[[ The records open ]]
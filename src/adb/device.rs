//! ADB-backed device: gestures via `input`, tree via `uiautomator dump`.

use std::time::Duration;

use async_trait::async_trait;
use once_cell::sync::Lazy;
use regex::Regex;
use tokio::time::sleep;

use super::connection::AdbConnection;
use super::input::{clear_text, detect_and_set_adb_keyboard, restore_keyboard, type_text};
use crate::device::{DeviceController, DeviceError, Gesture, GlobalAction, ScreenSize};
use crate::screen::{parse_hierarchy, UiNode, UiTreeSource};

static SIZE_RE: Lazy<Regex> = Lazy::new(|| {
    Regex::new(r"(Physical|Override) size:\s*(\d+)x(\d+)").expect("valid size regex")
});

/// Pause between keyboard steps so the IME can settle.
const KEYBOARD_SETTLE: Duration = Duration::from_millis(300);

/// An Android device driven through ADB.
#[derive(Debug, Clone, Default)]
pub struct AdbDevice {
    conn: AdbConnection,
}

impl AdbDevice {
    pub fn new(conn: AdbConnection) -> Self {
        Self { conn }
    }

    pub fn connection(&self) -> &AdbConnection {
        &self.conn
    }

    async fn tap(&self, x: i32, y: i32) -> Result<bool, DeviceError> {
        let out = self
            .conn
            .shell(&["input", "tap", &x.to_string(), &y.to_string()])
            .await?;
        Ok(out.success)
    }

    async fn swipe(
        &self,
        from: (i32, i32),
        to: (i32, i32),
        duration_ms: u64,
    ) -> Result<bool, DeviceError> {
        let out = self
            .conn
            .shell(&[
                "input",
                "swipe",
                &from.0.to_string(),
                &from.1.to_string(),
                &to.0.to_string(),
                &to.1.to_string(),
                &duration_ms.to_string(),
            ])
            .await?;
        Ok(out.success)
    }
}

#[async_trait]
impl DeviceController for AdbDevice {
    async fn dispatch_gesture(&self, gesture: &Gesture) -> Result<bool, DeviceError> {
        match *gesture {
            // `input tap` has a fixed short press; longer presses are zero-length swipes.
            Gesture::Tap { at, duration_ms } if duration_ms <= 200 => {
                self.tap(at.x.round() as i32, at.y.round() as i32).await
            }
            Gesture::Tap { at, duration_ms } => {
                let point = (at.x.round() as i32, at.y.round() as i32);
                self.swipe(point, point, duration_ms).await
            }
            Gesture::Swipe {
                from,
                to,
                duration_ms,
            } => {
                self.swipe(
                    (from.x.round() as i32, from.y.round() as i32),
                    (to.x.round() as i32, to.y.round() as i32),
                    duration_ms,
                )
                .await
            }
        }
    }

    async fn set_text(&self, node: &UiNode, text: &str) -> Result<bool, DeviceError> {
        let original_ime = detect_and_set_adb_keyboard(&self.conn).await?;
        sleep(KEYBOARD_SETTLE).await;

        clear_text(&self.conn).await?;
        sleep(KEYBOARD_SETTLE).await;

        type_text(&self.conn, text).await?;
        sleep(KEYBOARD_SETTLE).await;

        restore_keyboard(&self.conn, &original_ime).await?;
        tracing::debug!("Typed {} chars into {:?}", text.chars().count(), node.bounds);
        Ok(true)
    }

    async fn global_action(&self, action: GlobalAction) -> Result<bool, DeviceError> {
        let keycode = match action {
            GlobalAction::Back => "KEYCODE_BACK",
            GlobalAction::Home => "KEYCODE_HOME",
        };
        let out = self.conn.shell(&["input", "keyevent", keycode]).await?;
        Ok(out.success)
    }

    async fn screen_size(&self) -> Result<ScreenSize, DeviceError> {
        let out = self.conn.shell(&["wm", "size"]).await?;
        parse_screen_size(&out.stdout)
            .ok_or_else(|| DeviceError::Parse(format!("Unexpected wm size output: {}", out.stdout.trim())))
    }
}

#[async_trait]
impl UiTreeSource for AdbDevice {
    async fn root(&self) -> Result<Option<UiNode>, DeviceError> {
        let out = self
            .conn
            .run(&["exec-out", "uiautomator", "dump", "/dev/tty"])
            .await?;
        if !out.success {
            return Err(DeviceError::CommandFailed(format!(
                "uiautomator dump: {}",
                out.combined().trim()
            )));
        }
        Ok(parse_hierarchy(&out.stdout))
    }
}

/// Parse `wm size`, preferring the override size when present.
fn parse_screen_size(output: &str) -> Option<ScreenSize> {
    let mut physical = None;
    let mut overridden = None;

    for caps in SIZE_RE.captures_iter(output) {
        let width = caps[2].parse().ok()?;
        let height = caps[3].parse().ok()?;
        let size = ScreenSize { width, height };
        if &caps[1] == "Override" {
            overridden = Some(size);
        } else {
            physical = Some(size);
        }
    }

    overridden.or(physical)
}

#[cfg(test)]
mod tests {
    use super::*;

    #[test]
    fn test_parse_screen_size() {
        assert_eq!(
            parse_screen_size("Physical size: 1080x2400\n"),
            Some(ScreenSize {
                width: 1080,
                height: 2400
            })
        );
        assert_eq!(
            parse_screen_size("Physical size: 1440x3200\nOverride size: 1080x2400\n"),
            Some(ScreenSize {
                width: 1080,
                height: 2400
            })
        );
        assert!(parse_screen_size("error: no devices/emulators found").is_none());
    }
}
[[ The records closed ]]
[[ The records open ]]
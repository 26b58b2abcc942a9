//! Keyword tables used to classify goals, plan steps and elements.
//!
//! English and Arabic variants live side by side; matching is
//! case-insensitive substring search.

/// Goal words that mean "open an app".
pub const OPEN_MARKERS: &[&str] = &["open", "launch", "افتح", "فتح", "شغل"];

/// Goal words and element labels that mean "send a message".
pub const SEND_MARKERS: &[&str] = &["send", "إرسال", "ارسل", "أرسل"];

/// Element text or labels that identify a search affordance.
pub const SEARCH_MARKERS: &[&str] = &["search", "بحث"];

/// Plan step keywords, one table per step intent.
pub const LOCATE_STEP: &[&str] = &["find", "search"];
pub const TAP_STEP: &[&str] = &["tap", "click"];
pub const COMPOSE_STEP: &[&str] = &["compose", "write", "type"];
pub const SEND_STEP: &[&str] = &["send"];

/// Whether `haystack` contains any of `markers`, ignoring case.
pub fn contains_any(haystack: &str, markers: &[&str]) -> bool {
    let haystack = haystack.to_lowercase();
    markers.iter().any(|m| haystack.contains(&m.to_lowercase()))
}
[[ The records closed ]]
Your instructions: In the listing above, find the line containing "duration_ms <= 200" and the line containing "async fn set_text(&self, node: &UiNode, text: &str)", then quote both, plus every line between them, exactly as written.

Output for this task:
            Gesture::Tap { at, duration_ms } if duration_ms <= 200 => {
                self.tap(at.x.round() as i32, at.y.round() as i32).await
            }
            Gesture::Tap { at, duration_ms } => {
                let point = (at.x.round() as i32, at.y.round() as i32);
                self.swipe(point, point, duration_ms).await
            }
            Gesture::Swipe {
                from,
                to,
                duration_ms,
            } => {
                self.swipe(
                    (from.x.round() as i32, from.y.round() as i32),
                    (to.x.round() as i32, to.y.round() as i32),
                    duration_ms,
                )
                .await
            }
        }
    }

    async fn set_text(&self, node: &UiNode, text: &str) -> Result<bool, DeviceError> {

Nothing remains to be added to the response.